Your assignment:
Copy out every line of the records where the string "NullTelephonySource" occurs.

Material for this task:
_ _ _

//! Telephony source traits.
//!
//! These traits abstract the OS telephony service so the listener can be
//! driven by a real platform shim or by a fake in tests.

use std::sync::atomic::{AtomicBool, AtomicU64, Ordering};
use std::sync::{Arc, Mutex, MutexGuard};

use crate::error::{DetectError, Result};
use crate::state::RawState;

/// Something that can receive raw state notifications.
pub trait RawStateReceiver: Send + Sync {
    fn on_raw_state(&self, state: RawState, phone_number: Option<&str>);
}

impl<F> RawStateReceiver for F
where
    F: Fn(RawState, Option<&str>) + Send + Sync,
{
    fn on_raw_state(&self, state: RawState, phone_number: Option<&str>) {
        self(state, phone_number)
    }
}

/// Type alias for shared receiver reference.
pub type ReceiverRef = Arc<dyn RawStateReceiver>;

/// Handle for one active subscription to a [`TelephonySource`].
///
/// Not `Clone`: whoever holds it owns the subscription and must hand it back
/// through [`TelephonySource::unregister`].
#[derive(Debug, PartialEq, Eq)]
pub struct Registration {
    id: u64,
}

impl Registration {
    pub fn new(id: u64) -> Self {
        Self { id }
    }

    pub fn id(&self) -> u64 {
        self.id
    }
}

/// The OS telephony service.
pub trait TelephonySource: Send + Sync {
    /// Subscribe `receiver` to call state notifications.
    fn register(&self, receiver: ReceiverRef) -> Result<Registration>;

    /// Cancel a subscription obtained from [`register`](Self::register).
    fn unregister(&self, registration: Registration) -> Result<()>;
}

/// Type alias for shared source reference.
pub type SourceRef = Arc<dyn TelephonySource>;

/// Source for platforms without a telephony service.
pub struct NullTelephonySource;

impl TelephonySource for NullTelephonySource {
    fn register(&self, _receiver: ReceiverRef) -> Result<Registration> {
        Err(DetectError::ServiceUnavailable)
    }

    fn unregister(&self, _registration: Registration) -> Result<()> {
        Ok(())
    }
}

/// Telephony source fed by the host platform layer.
///
/// The native side of the host (or a test) pushes each OS notification with
/// [`notify`](Self::notify); every registered receiver gets it synchronously,
/// in push order.
pub struct HostTelephonySource {
    receivers: Mutex<Vec<(u64, ReceiverRef)>>,
    next_id: AtomicU64,
    available: AtomicBool,
    permission_granted: AtomicBool,
}

impl Default for HostTelephonySource {
    fn default() -> Self {
        Self {
            receivers: Mutex::new(Vec::new()),
            next_id: AtomicU64::new(1),
            available: AtomicBool::new(true),
            permission_granted: AtomicBool::new(true),
        }
    }
}

impl HostTelephonySource {
    pub fn new() -> Self {
        Self::default()
    }

    /// Mark the underlying service as reachable or not.
    pub fn set_available(&self, available: bool) {
        self.available.store(available, Ordering::SeqCst);
    }

    /// Record whether the OS granted the phone state permission.
    pub fn set_permission_granted(&self, granted: bool) {
        self.permission_granted.store(granted, Ordering::SeqCst);
    }

    /// Number of active subscriptions.
    pub fn registration_count(&self) -> usize {
        self.receivers().len()
    }

    /// Deliver a platform state code. Unknown codes are dropped.
    pub fn notify(&self, code: i32, phone_number: Option<&str>) {
        match RawState::from_code(code) {
            Ok(state) => self.notify_state(state, phone_number),
            Err(e) => tracing::warn!(code, "ignoring call state notification: {}", e),
        }
    }

    /// Deliver a raw state to every registered receiver.
    pub fn notify_state(&self, state: RawState, phone_number: Option<&str>) {
        // Snapshot so a receiver may unregister from inside its callback.
        let receivers: Vec<ReceiverRef> = self
            .receivers()
            .iter()
            .map(|(_, receiver)| Arc::clone(receiver))
            .collect();

        for receiver in receivers {
            receiver.on_raw_state(state, phone_number);
        }
    }

    fn receivers(&self) -> MutexGuard<'_, Vec<(u64, ReceiverRef)>> {
        self.receivers.lock().unwrap_or_else(|e| e.into_inner())
    }
}

impl TelephonySource for HostTelephonySource {
    fn register(&self, receiver: ReceiverRef) -> Result<Registration> {
        if !self.available.load(Ordering::SeqCst) {
            return Err(DetectError::ServiceUnavailable);
        }
        if !self.permission_granted.load(Ordering::SeqCst) {
            return Err(DetectError::PermissionDenied);
        }

        let id = self.next_id.fetch_add(1, Ordering::SeqCst);
        self.receivers().push((id, receiver));
        Ok(Registration::new(id))
    }

    fn unregister(&self, registration: Registration) -> Result<()> {
        self.receivers().retain(|(id, _)| *id != registration.id());
        Ok(())
    }
}

#[cfg(test)]
mod tests {
    use super::*;

    fn recording_receiver() -> (ReceiverRef, Arc<Mutex<Vec<(RawState, Option<String>)>>>) {
        let seen = Arc::new(Mutex::new(Vec::new()));
        let sink = Arc::clone(&seen);
        let receiver: ReceiverRef = Arc::new(move |state: RawState, number: Option<&str>| {
            sink.lock().unwrap().push((state, number.map(String::from)));
        });
        (receiver, seen)
    }

    #[test]
    fn test_null_source_is_unavailable() {
        let (receiver, _) = recording_receiver();
        assert_eq!(
            NullTelephonySource.register(receiver),
            Err(DetectError::ServiceUnavailable)
        );
    }

    #[test]
    fn test_host_source_delivers_in_order() {
        let source = HostTelephonySource::new();
        let (receiver, seen) = recording_receiver();
        source.register(receiver).unwrap();

        source.notify(1, Some("555"));
        source.notify(2, Some("555"));
        source.notify(0, None);

        assert_eq!(
            *seen.lock().unwrap(),
            vec![
                (RawState::Ringing, Some("555".to_string())),
                (RawState::OffHook, Some("555".to_string())),
                (RawState::Idle, None),
            ]
        );
    }

    #[test]
    fn test_host_source_drops_unknown_codes() {
        let source = HostTelephonySource::new();
        let (receiver, seen) = recording_receiver();
        source.register(receiver).unwrap();

        source.notify(7, Some("555"));

        assert!(seen.lock().unwrap().is_empty());
    }

    #[test]
    fn test_unregister_stops_delivery() {
        let source = HostTelephonySource::new();
        let (receiver, seen) = recording_receiver();
        let registration = source.register(receiver).unwrap();
        assert_eq!(source.registration_count(), 1);

        source.unregister(registration).unwrap();
        source.notify(1, None);

        assert_eq!(source.registration_count(), 0);
        assert!(seen.lock().unwrap().is_empty());
    }

    #[test]
    fn test_register_failures() {
        let source = HostTelephonySource::new();

        source.set_available(false);
        let (receiver, _) = recording_receiver();
        assert_eq!(
            source.register(receiver.clone()),
            Err(DetectError::ServiceUnavailable)
        );

        source.set_available(true);
        source.set_permission_granted(false);
        assert_eq!(source.register(receiver), Err(DetectError::PermissionDenied));
        assert_eq!(source.registration_count(), 0);
    }
}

_ _ _

Completed exercise:
pub struct NullTelephonySource;
impl TelephonySource for NullTelephonySource {
            NullTelephonySource.register(receiver),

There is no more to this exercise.